Cassel (Gregori), tronche de kosovare et présence quasi-mystique, guru illuminé, dirige une société parallèle où il recueille des jeunes mères et leur nouveau-née, pour les protéger de ce monde extérieur dangereux. Une société où il est le père, l’amant, l’ami, le confident, le professeur, le régisseur, le protecteur. Le dictateur. Une société où il entraine les enfants à tuer pendant qu’il se tape les mamans. Un sage élevage de tueurs à gages. L’utopie malsaine d’un esprit criminel.


C’est à travers les yeux bleus d’Alexandre, 11 ans et premier enfant recueilli, que l’on découvre cette société d’un nouveau genre. Un regard naïf sur un univers violent. Un regard naïf sur l’aliénation et sur l’embrigadement des enfants. L’éducation, l’admiration paternel, les jeux, les moments de détentes, les récompenses, la compétition, tous ce qui constitue la vie d’un enfant est détourné pour mieux servir Gregori, pour les transformer en petits tueurs obéissants. Un regard naïf qui offre quelques très belles scènes, légères et pesantes, glauques et poétiques. Comme cette performance touchante d’Alexandre et d’Ariana au karaoke, maquillage sur visages innocents, lumières discos fluo sur murs en béton écaillés. Un regard naïf qui va commencer à percevoir les contradictions dans le discours de Gregori. Un regard plus si naïf qui va amener Alexandre à voir cette communauté telle qu'elle est.

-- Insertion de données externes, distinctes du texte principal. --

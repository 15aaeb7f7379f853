//! `ValidatedJson` extractor — JSON body that has passed `validator` checks.

use axum::Json;
use axum::extract::{FromRequest, Request};
use axum::extract::rejection::JsonRejection;
use serde::de::DeserializeOwned;
use validator::Validate;

use authpair_core::error::AppError;

use crate::error::ApiError;

/// A deserialized, validated request body.
///
/// Malformed JSON and failed validation both surface as `InvalidRequest`.
#[derive(Debug, Clone)]
pub struct ValidatedJson<T>(pub T);

impl<T, S> FromRequest<S> for ValidatedJson<T>
where
    T: DeserializeOwned + Validate + Send,
    S: Send + Sync,
{
    type Rejection = ApiError;

    async fn from_request(req: Request, state: &S) -> Result<Self, Self::Rejection> {
        let Json(value) = Json::<T>::from_request(req, state)
            .await
            .map_err(|e: JsonRejection| AppError::invalid_request(e.body_text()))?;

        value
            .validate()
            .map_err(|e| AppError::invalid_request(e.to_string()))?;

        Ok(Self(value))
    }
}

La narration classiquement prévisible ne passionne malheureusement jamais et choisi la facilité en laissant volontairement de côté des points essentiels. On aurait aimé en connaître plus sur ces mères qui conduisent leurs enfants dans cette étrange communauté. Sur le discours de Gregori pour les faire venir, pour les faire rester, pour leur faire accepter cette vie, pour elles et pour leurs enfants. Pour que l’on puisse comprendre leurs motivations et leurs points de vue. Pour les rendre plus crédibles.


Le choc entre vision enfantine et univers décadents donne toutefois naissance à une atmosphère malsaine captivante, entre conte enfantin lumineux et film noir malsain.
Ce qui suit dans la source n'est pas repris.